Director – Karel Zeman – 1958 – Czechoslovakia – Cert. U – 82m

*****

Blu-ray/DVD available from Second Run.

Review originally written as an entry for

the Aurum Film Encyclopedia: War (series editor: Phil Hardy).

Sadly, the book was never published.

Vynález Zkázy

aka

Invention For Destruction,

The Invention Of Destruction,

The Deadly Invention,

The Fabulous World of Jules Verne (1961, US version)

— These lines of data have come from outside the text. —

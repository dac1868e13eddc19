use std::collections::HashSet;

use serde::{Deserialize, Serialize};

use crate::Weapon;

/// Union of the documents every weapon requires, in first-seen order.
pub fn required_documents<'a>(weapons: impl IntoIterator<Item = &'a Weapon>) -> Vec<String> {
    let mut seen = HashSet::new();
    let mut required = Vec::new();
    for weapon in weapons {
        for document in &weapon.required_documents {
            if seen.insert(document.as_str()) {
                required.push(document.clone());
            }
        }
    }
    required
}

/// Required document types with no upload, in required order.
pub fn missing_documents<'a>(
    required: &[String],
    uploaded: impl IntoIterator<Item = &'a str>,
) -> Vec<String> {
    let uploaded: HashSet<&str> = uploaded.into_iter().collect();
    required
        .iter()
        .filter(|document| !uploaded.contains(document.as_str()))
        .cloned()
        .collect()
}

#[derive(Debug, Clone, PartialEq, Eq, Serialize, Deserialize)]
pub struct ChecklistEntry {
    pub document_type: String,
    pub uploaded: bool,
}

pub fn document_checklist<'a>(
    required: &[String],
    uploaded: impl IntoIterator<Item = &'a str>,
) -> Vec<ChecklistEntry> {
    let uploaded: HashSet<&str> = uploaded.into_iter().collect();
    required
        .iter()
        .map(|document| ChecklistEntry {
            document_type: document.clone(),
            uploaded: uploaded.contains(document.as_str()),
        })
        .collect()
}
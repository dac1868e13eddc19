//! Back-office views over order aggregates. Every view is relative to the
//! reviewer's role, since each role owns exactly one validation flag.

use serde::{Deserialize, Serialize};
use uuid::Uuid;

use crate::documents::{document_checklist, required_documents, ChecklistEntry};
use crate::{OrderAggregate, Role};

#[derive(Debug, Clone, Copy, Default, PartialEq, Eq, Serialize, Deserialize)]
#[serde(rename_all = "lowercase")]
pub enum OrderFilter {
    #[default]
    All,
    Pending,
    Validated,
}

impl OrderFilter {
    pub fn matches(&self, aggregate: &OrderAggregate, role: Role) -> bool {
        let validated = aggregate.order.is_validated(role.validation_kind());
        match self {
            OrderFilter::All => true,
            OrderFilter::Pending => !validated,
            OrderFilter::Validated => validated,
        }
    }
}

pub fn filter_orders(orders: Vec<OrderAggregate>, role: Role, filter: OrderFilter) -> Vec<OrderAggregate> {
    orders
        .into_iter()
        .filter(|aggregate| filter.matches(aggregate, role))
        .collect()
}

#[derive(Debug, Clone, Copy, Default, PartialEq, Eq, Serialize, Deserialize)]
pub struct OrderStats {
    pub total: usize,
    pub pending: usize,
    pub validated: usize,
}

impl OrderStats {
    pub fn compute(orders: &[OrderAggregate], role: Role) -> Self {
        let validated = orders
            .iter()
            .filter(|aggregate| OrderFilter::Validated.matches(aggregate, role))
            .count();
        OrderStats {
            total: orders.len(),
            pending: orders.len() - validated,
            validated,
        }
    }
}

#[derive(Debug, Clone, PartialEq, Eq, Serialize, Deserialize)]
pub struct StockCheck {
    pub item_id: Uuid,
    pub weapon_name: Option<String>,
    pub requested: i32,
    pub available: i32,
    pub sufficient: bool,
}

/// What a reviewer sees when opening one order.
#[derive(Debug, Clone, PartialEq, Serialize, Deserialize)]
pub struct OrderReview {
    #[serde(flatten)]
    pub aggregate: OrderAggregate,
    pub role: Role,
    pub already_validated: bool,
    pub weapon_count: i32,
    pub document_checklist: Vec<ChecklistEntry>,
    pub stock_checks: Vec<StockCheck>,
}

impl OrderReview {
    pub fn build(aggregate: OrderAggregate, role: Role) -> Self {
        let required = required_documents(
            aggregate
                .order_items
                .iter()
                .filter_map(|line| line.weapon.as_ref()),
        );
        let document_checklist = document_checklist(
            &required,
            aggregate
                .order_documents
                .iter()
                .map(|document| document.document_type.as_str()),
        );

        let stock_checks = aggregate
            .order_items
            .iter()
            .map(|line| {
                let available = line.weapon.as_ref().map(|w| w.stock).unwrap_or(0);
                StockCheck {
                    item_id: line.item.id,
                    weapon_name: line.weapon.as_ref().map(|w| w.name.clone()),
                    requested: line.item.quantity,
                    available,
                    sufficient: available >= line.item.quantity,
                }
            })
            .collect();

        OrderReview {
            already_validated: aggregate.order.is_validated(role.validation_kind()),
            weapon_count: aggregate.weapon_count(),
            aggregate,
            role,
            document_checklist,
            stock_checks,
        }
    }

    pub fn missing_documents(&self) -> impl Iterator<Item = &str> {
        self.document_checklist
            .iter()
            .filter(|entry| !entry.uploaded)
            .map(|entry| entry.document_type.as_str())
    }
}
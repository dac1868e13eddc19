mod api;
mod session;

use std::sync::Arc;

use anyhow::{bail, Result};
use clap::Parser;
use shared::pg::{run_migrations, PgStore};
use shared::{AdminCredentials, Role, Store};
use tracing::info;

#[derive(Parser)]
#[command(name = "admin-service")]
struct Args {
    #[arg(long, env = "DATABASE_URL")]
    database_url: String,

    #[arg(long, env = "PORT", default_value = "3002")]
    port: u16,

    #[arg(long)]
    skip_migrations: bool,

    /// Back-office accounts created at startup when missing, as
    /// `username:role:password` with role `administrator` or `logistic`.
    #[arg(long = "bootstrap-admin", env = "BOOTSTRAP_ADMINS", value_delimiter = ',')]
    bootstrap_admins: Vec<String>,
}

fn parse_bootstrap_admin(raw: &str) -> Result<AdminCredentials> {
    let mut parts = raw.splitn(3, ':');
    let (Some(username), Some(role), Some(password)) = (parts.next(), parts.next(), parts.next())
    else {
        bail!("Expected username:role:password, got {:?}", raw);
    };
    let Some(role) = Role::parse(role) else {
        bail!("Unknown role {:?} for {}", role, username);
    };
    if username.is_empty() || password.is_empty() {
        bail!("Username and password must not be empty");
    }
    Ok(AdminCredentials::new(username, username, role, password))
}

#[tokio::main]
async fn main() -> Result<()> {
    tracing_subscriber::fmt()
        .with_env_filter(tracing_subscriber::EnvFilter::from_default_env())
        .init();
    let args = Args::parse();

    if !args.skip_migrations {
        info!("Running database migrations...");
        run_migrations(&args.database_url)?;
        info!("Migrations completed successfully");
    }

    let admins = args
        .bootstrap_admins
        .iter()
        .map(|raw| parse_bootstrap_admin(raw))
        .collect::<Result<Vec<_>>>()?;

    let store = PgStore::connect(&args.database_url).await?;
    for admin in &admins {
        if store.ensure_admin(admin).await? {
            info!("Created {} account {}", admin.user.role.as_str(), admin.user.username);
        } else {
            info!("Account {} already exists, left unchanged", admin.user.username);
        }
    }

    let app_state = api::AppState {
        store: Arc::new(store),
        sessions: session::Sessions::default(),
    };

    let app = api::create_router(app_state);
    let listener = tokio::net::TcpListener::bind(format!("0.0.0.0:{}", args.port)).await?;

    info!("Admin service started on port {}", args.port);
    info!("Back office ready at http://0.0.0.0:{}/orders", args.port);

    axum::serve(listener, app).await?;

    Ok(())
}

#[cfg(test)]
mod tests {
    use super::*;
    use shared::password::verify_password;

    #[test]
    fn bootstrap_admin_keeps_colons_in_password() {
        let admin = parse_bootstrap_admin("logistica:logistic:clave:con:dos").unwrap();
        assert_eq!(admin.user.username, "logistica");
        assert_eq!(admin.user.role, Role::Logistic);
        assert!(verify_password("clave:con:dos", &admin.password_hash));
    }

    #[test]
    fn bootstrap_admin_rejects_bad_entries() {
        assert!(parse_bootstrap_admin("admin:admin123").is_err());
        assert!(parse_bootstrap_admin("admin:root:admin123").is_err());
        assert!(parse_bootstrap_admin(":administrator:admin123").is_err());
        assert!(parse_bootstrap_admin("admin:administrator:").is_err());
    }

    #[test]
    fn bootstrap_admins_split_on_commas() {
        let args = Args::try_parse_from([
            "admin-service",
            "--database-url",
            "postgres://localhost/sucamec",
            "--bootstrap-admin",
            "admin:administrator:admin123,logistica:logistic:logistica123",
        ])
        .unwrap();
        assert_eq!(args.bootstrap_admins.len(), 2);
    }
}
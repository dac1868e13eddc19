//! Back-office login and bearer-token sessions.

use std::collections::HashMap;
use std::sync::Arc;

use axum::extract::{FromRef, FromRequestParts};
use axum::http::header::AUTHORIZATION;
use axum::http::request::Parts;
use shared::http::ApiError;
use shared::password::verify_password;
use shared::{AdminUser, Store};
use tokio::sync::RwLock;
use tracing::{info, warn};
use uuid::Uuid;

const INVALID_CREDENTIALS: &str = "Credenciales inválidas";
const INVALID_SESSION: &str = "Sesión no válida o expirada";

/// Logged-in admins keyed by bearer token. Sessions end on logout or restart.
#[derive(Clone, Default)]
pub struct Sessions {
    inner: Arc<RwLock<HashMap<Uuid, AdminUser>>>,
}

impl Sessions {
    pub async fn open(&self, user: AdminUser) -> Uuid {
        let token = Uuid::new_v4();
        self.inner.write().await.insert(token, user);
        token
    }

    pub async fn get(&self, token: Uuid) -> Option<AdminUser> {
        self.inner.read().await.get(&token).cloned()
    }

    pub async fn close(&self, token: Uuid) -> Option<AdminUser> {
        self.inner.write().await.remove(&token)
    }
}

/// Checks the password against the stored digest and opens a session.
pub async fn login(
    store: &dyn Store,
    sessions: &Sessions,
    username: &str,
    password: &str,
) -> Result<(Uuid, AdminUser), ApiError> {
    let credentials = store
        .find_admin(username.trim())
        .await?
        .filter(|c| verify_password(password, &c.password_hash))
        .ok_or_else(|| {
            warn!("Failed login for {}", username);
            ApiError::Unauthorized(INVALID_CREDENTIALS.to_string())
        })?;

    let user = credentials.user;
    let token = sessions.open(user.clone()).await;
    info!("{} logged in as {}", user.username, user.role.as_str());
    Ok((token, user))
}

/// The admin behind the request's `Authorization: Bearer <token>` header.
pub struct AuthAdmin {
    pub token: Uuid,
    pub user: AdminUser,
}

fn bearer_token(parts: &Parts) -> Option<Uuid> {
    let value = parts.headers.get(AUTHORIZATION)?.to_str().ok()?;
    let token = value.strip_prefix("Bearer ")?;
    Uuid::parse_str(token.trim()).ok()
}

#[axum::async_trait]
impl<S> FromRequestParts<S> for AuthAdmin
where
    Sessions: FromRef<S>,
    S: Send + Sync,
{
    type Rejection = ApiError;

    async fn from_request_parts(parts: &mut Parts, state: &S) -> Result<Self, Self::Rejection> {
        let unauthorized = || ApiError::Unauthorized(INVALID_SESSION.to_string());
        let token = bearer_token(parts).ok_or_else(unauthorized)?;
        let user = Sessions::from_ref(state)
            .get(token)
            .await
            .ok_or_else(unauthorized)?;
        Ok(AuthAdmin { token, user })
    }
}

#[cfg(test)]
mod tests {
    use super::*;
    use shared::memory::InMemoryStore;
    use shared::Role;

    #[tokio::test]
    async fn login_opens_a_session_for_valid_credentials() {
        let store = InMemoryStore::with_demo_data();
        let sessions = Sessions::default();

        let (token, user) = login(&store, &sessions, "logistica", "logistica123")
            .await
            .unwrap();
        assert_eq!(user.role, Role::Logistic);
        assert_eq!(sessions.get(token).await.unwrap().username, "logistica");

        assert!(sessions.close(token).await.is_some());
        assert!(sessions.get(token).await.is_none());
    }

    #[tokio::test]
    async fn wrong_password_and_unknown_user_look_the_same() {
        let store = InMemoryStore::with_demo_data();
        let sessions = Sessions::default();

        for (username, password) in [("admin", "admin"), ("nadie", "admin123")] {
            let err = login(&store, &sessions, username, password).await.unwrap_err();
            assert!(matches!(err, ApiError::Unauthorized(_)));
            assert_eq!(err.to_string(), "Credenciales inválidas");
        }
    }

    #[test]
    fn bearer_token_requires_the_scheme() {
        let token = Uuid::new_v4();
        let request = axum::http::Request::builder()
            .header(AUTHORIZATION, format!("Bearer {}", token))
            .body(())
            .unwrap();
        let (parts, _) = request.into_parts();
        assert_eq!(bearer_token(&parts), Some(token));

        let request = axum::http::Request::builder()
            .header(AUTHORIZATION, token.to_string())
            .body(())
            .unwrap();
        let (parts, _) = request.into_parts();
        assert_eq!(bearer_token(&parts), None);
    }
}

KRATKY FILM PRAHA | STUDIO LOUTKOVYCH FILMU GOTTWALDOV

Feature length trickfilm adaptation of Jules Verne’s novel Une Invention Diabolique is less about war itself than its causes – specifically scientists who work without regard for how their experimental research will be used by others. Professor Roche (Navrátil) is kidnapped from a sanitarium and taken by clipper (towed by a prototype submarine invisible from the surface) to the island of Back-Cup where mysterious captor Count Artigas (Holub) invites him to continue his research – a task the childlike scientist is happy to undertake. The professor’s travelling companion, research assistant and the film’s narrator Simon Hart (Tokos) wants by contrast to escape and warn the world of Artigan’s plans to attack using a giant gun.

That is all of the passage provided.